> **Task details**
In the records below, find the line holding "filename src/domain/journal.rs" and the line holding "impl fmt::Display for". Set down both, with every line between them, exactly.

------ Data for analysis ------

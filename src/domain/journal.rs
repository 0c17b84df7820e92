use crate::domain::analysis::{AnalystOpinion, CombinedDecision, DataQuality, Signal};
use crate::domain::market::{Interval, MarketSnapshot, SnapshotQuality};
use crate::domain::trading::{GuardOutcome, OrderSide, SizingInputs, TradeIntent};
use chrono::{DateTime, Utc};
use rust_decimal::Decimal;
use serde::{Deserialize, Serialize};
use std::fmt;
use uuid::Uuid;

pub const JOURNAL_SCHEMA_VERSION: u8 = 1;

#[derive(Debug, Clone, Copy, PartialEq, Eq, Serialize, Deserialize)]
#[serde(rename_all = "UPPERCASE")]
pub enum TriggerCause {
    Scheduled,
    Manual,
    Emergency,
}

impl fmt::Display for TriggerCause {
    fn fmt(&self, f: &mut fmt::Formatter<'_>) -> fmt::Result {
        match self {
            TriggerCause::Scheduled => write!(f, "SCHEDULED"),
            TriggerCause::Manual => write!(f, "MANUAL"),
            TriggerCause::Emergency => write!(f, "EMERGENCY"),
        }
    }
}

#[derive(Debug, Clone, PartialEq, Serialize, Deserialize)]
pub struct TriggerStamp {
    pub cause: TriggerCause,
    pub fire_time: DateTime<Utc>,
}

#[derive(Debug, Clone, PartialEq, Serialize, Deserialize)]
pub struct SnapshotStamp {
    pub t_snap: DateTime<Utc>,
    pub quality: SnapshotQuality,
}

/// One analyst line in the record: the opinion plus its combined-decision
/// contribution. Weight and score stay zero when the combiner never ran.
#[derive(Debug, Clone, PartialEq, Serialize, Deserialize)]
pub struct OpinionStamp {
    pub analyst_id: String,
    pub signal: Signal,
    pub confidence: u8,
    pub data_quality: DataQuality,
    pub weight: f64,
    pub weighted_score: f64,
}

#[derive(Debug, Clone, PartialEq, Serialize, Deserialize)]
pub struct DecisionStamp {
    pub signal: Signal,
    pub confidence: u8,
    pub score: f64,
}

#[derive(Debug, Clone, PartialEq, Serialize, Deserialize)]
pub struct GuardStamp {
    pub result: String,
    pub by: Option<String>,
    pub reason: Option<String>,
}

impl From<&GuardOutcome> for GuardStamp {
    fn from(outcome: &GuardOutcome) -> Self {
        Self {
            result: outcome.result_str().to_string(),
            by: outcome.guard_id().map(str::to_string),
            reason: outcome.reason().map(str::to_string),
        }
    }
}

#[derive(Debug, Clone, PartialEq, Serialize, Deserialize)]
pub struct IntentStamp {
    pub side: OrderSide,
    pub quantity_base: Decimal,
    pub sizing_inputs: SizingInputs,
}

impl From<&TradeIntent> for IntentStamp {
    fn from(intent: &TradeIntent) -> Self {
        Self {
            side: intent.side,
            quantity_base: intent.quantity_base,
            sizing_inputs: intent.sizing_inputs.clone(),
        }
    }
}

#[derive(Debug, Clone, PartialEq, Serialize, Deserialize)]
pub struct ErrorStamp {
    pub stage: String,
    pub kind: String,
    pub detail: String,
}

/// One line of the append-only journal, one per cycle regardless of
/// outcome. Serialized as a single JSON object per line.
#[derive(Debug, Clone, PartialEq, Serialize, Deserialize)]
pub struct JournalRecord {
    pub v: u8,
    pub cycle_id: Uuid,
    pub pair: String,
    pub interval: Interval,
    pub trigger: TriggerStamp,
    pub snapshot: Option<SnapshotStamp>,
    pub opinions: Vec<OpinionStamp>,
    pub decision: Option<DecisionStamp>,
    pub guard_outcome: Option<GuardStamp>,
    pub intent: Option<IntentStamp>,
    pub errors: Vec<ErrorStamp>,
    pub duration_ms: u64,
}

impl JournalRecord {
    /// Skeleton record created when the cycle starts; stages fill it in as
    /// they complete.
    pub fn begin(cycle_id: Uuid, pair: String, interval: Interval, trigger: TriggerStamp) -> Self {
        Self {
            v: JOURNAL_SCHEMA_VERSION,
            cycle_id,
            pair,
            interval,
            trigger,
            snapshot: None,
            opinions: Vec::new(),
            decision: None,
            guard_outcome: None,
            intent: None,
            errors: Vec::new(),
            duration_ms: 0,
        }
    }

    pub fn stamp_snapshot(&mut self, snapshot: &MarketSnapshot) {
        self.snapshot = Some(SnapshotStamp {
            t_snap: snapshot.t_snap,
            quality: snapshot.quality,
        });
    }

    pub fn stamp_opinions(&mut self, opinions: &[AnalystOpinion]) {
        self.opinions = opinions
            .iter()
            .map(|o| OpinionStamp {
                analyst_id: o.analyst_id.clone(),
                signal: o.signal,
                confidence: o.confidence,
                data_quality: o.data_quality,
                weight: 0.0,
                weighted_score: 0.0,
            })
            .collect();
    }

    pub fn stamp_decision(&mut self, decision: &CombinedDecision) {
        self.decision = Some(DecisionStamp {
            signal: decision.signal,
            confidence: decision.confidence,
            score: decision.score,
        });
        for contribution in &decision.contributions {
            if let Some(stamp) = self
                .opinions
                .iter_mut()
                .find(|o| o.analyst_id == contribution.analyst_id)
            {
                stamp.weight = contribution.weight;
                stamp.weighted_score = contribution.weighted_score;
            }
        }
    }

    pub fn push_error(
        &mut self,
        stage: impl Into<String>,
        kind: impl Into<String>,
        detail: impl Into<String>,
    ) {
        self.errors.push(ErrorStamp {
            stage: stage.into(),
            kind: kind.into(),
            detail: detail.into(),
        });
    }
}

------
------ Data for analysis ------

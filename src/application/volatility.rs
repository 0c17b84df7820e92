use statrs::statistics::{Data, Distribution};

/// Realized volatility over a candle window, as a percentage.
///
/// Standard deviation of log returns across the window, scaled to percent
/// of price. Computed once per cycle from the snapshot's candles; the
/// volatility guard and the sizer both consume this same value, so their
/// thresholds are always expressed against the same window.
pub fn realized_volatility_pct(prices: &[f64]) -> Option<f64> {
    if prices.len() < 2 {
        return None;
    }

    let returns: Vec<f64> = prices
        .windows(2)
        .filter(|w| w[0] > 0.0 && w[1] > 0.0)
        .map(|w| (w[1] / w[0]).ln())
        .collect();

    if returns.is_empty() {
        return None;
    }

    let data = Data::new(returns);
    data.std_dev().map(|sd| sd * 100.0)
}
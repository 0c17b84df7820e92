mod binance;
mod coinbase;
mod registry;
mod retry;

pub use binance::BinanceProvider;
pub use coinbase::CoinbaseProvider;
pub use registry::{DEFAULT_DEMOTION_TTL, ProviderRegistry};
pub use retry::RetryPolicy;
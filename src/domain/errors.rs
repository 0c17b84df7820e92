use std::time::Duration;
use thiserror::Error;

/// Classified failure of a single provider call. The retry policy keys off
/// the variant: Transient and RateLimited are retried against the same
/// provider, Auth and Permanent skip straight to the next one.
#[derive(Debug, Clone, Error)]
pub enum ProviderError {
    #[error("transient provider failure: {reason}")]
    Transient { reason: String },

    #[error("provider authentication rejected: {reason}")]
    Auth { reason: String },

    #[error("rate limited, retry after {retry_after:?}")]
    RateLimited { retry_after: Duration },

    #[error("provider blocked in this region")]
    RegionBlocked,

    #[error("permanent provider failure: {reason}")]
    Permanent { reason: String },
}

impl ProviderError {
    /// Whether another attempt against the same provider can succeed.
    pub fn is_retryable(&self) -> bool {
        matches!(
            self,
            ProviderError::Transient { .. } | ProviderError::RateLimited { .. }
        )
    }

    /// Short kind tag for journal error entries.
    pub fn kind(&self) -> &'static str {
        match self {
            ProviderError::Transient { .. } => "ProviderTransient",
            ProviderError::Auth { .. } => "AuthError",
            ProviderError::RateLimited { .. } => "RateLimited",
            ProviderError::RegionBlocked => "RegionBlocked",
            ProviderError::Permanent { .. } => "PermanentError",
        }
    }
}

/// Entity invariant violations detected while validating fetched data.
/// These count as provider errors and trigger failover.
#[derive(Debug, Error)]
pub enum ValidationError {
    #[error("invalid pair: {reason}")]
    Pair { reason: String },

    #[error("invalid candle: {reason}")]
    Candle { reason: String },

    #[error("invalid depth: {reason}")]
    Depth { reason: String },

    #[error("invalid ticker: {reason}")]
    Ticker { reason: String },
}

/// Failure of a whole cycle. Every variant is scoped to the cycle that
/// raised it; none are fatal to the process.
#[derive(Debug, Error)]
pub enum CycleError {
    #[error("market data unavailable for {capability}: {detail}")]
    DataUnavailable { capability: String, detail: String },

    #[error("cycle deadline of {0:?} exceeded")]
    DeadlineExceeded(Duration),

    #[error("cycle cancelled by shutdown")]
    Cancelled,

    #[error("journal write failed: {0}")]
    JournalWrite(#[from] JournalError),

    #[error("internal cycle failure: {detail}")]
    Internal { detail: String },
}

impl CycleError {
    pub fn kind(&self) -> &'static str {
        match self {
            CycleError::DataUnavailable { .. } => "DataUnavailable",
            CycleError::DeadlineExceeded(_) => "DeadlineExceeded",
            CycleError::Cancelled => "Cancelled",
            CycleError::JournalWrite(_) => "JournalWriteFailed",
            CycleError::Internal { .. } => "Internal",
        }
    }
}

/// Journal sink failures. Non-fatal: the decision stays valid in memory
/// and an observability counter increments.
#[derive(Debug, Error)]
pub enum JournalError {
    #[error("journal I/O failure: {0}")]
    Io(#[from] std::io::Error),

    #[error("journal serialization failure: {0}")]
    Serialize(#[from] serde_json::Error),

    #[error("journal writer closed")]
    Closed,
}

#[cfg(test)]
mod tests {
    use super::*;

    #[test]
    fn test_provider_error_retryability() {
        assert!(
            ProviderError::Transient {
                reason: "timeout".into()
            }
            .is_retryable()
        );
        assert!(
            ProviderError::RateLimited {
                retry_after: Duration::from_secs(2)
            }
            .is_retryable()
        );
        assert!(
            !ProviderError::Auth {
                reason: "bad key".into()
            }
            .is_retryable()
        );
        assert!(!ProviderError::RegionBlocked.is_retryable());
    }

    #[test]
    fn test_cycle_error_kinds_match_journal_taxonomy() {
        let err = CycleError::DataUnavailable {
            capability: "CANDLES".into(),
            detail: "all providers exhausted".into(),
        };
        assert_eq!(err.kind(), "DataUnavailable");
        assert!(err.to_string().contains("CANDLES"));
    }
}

------

> **Finished exercise**
filename src/domain/journal.rs
repository 0c17b84df7820e92
use crate::domain::analysis::{AnalystOpinion, CombinedDecision, DataQuality, Signal};
use crate::domain::market::{Interval, MarketSnapshot, SnapshotQuality};
use crate::domain::trading::{GuardOutcome, OrderSide, SizingInputs, TradeIntent};
use chrono::{DateTime, Utc};
use rust_decimal::Decimal;
use serde::{Deserialize, Serialize};
use std::fmt;
use uuid::Uuid;

pub const JOURNAL_SCHEMA_VERSION: u8 = 1;

#[derive(Debug, Clone, Copy, PartialEq, Eq, Serialize, Deserialize)]
#[serde(rename_all = "UPPERCASE")]
pub enum TriggerCause {
    Scheduled,
    Manual,
    Emergency,
}

impl fmt::Display for TriggerCause {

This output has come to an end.